Re: Spark SQL Thriftserver with HBase

Michael Segel Mon, 17 Oct 2016 14:00:03 -0700

@Mitch

You don’t have a schema in HBase other than the table name and the list of 
associated column families.


So you can’t really infer a schema easily…


On Oct 17, 2016, at 2:17 PM, Mich Talebzadeh 
<[email protected]<mailto:[email protected]>> wrote:

How about this method of creating Data Frames on Hbase tables directly.

I define an RDD for each column in the column family as below. In this case 
column trade_info:ticker

//create rdd
val hBaseRDD = sc.newAPIHadoopRDD(conf, 
classOf[TableInputFormat],classOf[org.apache.hadoop.hbase.io<http://hbase.io/>.ImmutableBytesWritable],classOf[org.apache.hadoop.hbase.client.Result])
val rdd1 = hBaseRDD.map(tuple => tuple._2).map(result => (result.getRow, 
result.getColumn("price_info".getBytes(), "ticker".getBytes()))).map(row => {
(
  row._1.map(_.toChar).mkString,
  row._2.asScala.reduceLeft {
    (a, b) => if (a.getTimestamp > b.getTimestamp) a else b
  }.getValue.map(_.toChar).mkString
)
})
case class columns (key: String, ticker: String)
val dfticker = rdd1.toDF.map(p => columns(p(0).toString,p(1).toString))

Note that the end result is a DataFrame with the RowKey -> key and column -> 
ticker

I use the same approach to create two other DataFrames, namely dftimecreated 
and dfprice for the two other columns.

Note that if I don't need a column, then I do not create a DF for it. So a DF 
with each column I use. I am not sure how this compares if I read the full row 
through other methods if any.

Anyway all I need to do after creating a DataFrame for each column is to join 
themthrough RowKey to slice and dice data. Like below.
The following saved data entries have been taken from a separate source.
//! libdesk: a small library and bookstore back office.
//!
//! Authors, books, loans and orders live in SQLite and are reached through
//! the [`store::Library`] data access layer. Two front-ends sit on top of
//! it: an HTML app ([`web`]) and an interactive terminal app ([`console`]).

pub mod config;
pub mod console;
pub mod db;
pub mod error;
pub mod logging;
pub mod sql;
pub mod store;
pub mod types;
pub mod web;

pub use config::{DbConfig, Pooling};
pub use error::{LibraryError, ValidationError};
pub use store::Library;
Get me the latest prices ordered by timecreated and ticker (ticker is stock)

val rs = 
dfticker.join(dftimecreated,"key").join(dfprice,"key").orderBy('timecreated 
desc, 'price desc).select('timecreated, 'ticker, 
'price.cast("Float").as("Latest price"))
rs.show(10)

+-------------------+------+------------+
|        timecreated|ticker|Latest price|
+-------------------+------+------------+
|2016-10-16T18:44:57|   S16|   97.631966|
|2016-10-16T18:44:57|   S13|    92.11406|
|2016-10-16T18:44:57|   S19|    85.93021|
|2016-10-16T18:44:57|   S09|   85.714645|
|2016-10-16T18:44:57|   S15|    82.38932|
|2016-10-16T18:44:57|   S17|    80.77747|
|2016-10-16T18:44:57|   S06|    79.81854|
|2016-10-16T18:44:57|   S18|    74.10128|
|2016-10-16T18:44:57|   S07|    66.13622|
|2016-10-16T18:44:57|   S20|    60.35727|
+-------------------+------+------------+
only showing top 10 rows

Dr Mich Talebzadeh



LinkedIn  
https://www.linkedin.com/profile/view?id=AAEAAAAWh2gBxianrbJd6zP6AcPCCdOABUrV8Pw



http://talebzadehmich.wordpress.com<http://talebzadehmich.wordpress.com/>

Disclaimer: Use it at your own risk. Any and all responsibility for any loss, 
damage or destruction of data or any other property which may arise from 
relying on this email's technical content is explicitly disclaimed. The author 
will in no case be liable for any monetary damages arising from such loss, 
damage or destruction.



On 17 October 2016 at 19:53, vincent gromakowski 
<[email protected]<mailto:[email protected]>> wrote:
Instead of (or additionally to) saving results somewhere, you just start a 
thriftserver that expose the Spark tables of the SQLContext (or SparkSession 
now). That means you can implement any logic (and maybe use structured 
streaming) to expose your data. Today using the thriftserver means reading data 
from the persistent store every query, so if the data modeling doesn't fit the 
query it can be quite long.  What you generally do in a common spark job is to 
load the data and cache spark table in a in-memory columnar table which is 
quite efficient for any kind of query, the counterpart is that the cache isn't 
updated you have to implement a reload mechanism, and this solution isn't 
available using the thriftserver.
What I propose is to mix the two world: periodically/delta load data in spark 
table cache and expose it through the thriftserver. But you have to implement 
the loading logic, it can be very simple to very complex depending on your 
needs.


2016-10-17 19:48 GMT+02:00 Benjamin Kim 
<[email protected]<mailto:[email protected]>>:
Is this technique similar to what Kinesis is offering or what Structured 
Streaming is going to have eventually?

Just curious.

Cheers,
Ben


On Oct 17, 2016, at 10:14 AM, vincent gromakowski 
<[email protected]<mailto:[email protected]>> wrote:

I would suggest to code your own Spark thriftserver which seems to be very easy.
http://stackoverflow.com/questions/27108863/accessing-spark-sql-rdd-tables-through-the-thrift-server

I am starting to test it. The big advantage is that you can implement any logic 
because it's a spark job and then start a thrift server on temporary table. For 
example you can query a micro batch rdd from a kafka stream, or pre load some 
tables and implement a rolling cache to periodically update the spark in memory 
tables with persistent store...
It's not part of the public API and I don't know yet what are the issues doing 
this but I think Spark community should look at this path: making the 
thriftserver be instantiable in any spark job.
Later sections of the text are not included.